What the exercise asks: Write the records out again in full, word for word.
(Beginning of Exercise materials)
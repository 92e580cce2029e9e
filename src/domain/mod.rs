//! Domain models for cfbuild
//!
//! This module contains pure domain objects representing core business entities.
//! Descriptors are immutable once loaded from an index.

pub mod module;

pub use module::{FileEntry, FileSource, ModuleDescriptor, ModuleMetadata, ModuleRef};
(End of Exercise materials)
Solution:
repository 92e580cce2029e9e
filename src/domain/mod.rs
//! Domain models for cfbuild
//!
//! This module contains pure domain objects representing core business entities.
//! Descriptors are immutable once loaded from an index.

pub mod module;

pub use module::{FileEntry, FileSource, ModuleDescriptor, ModuleMetadata, ModuleRef};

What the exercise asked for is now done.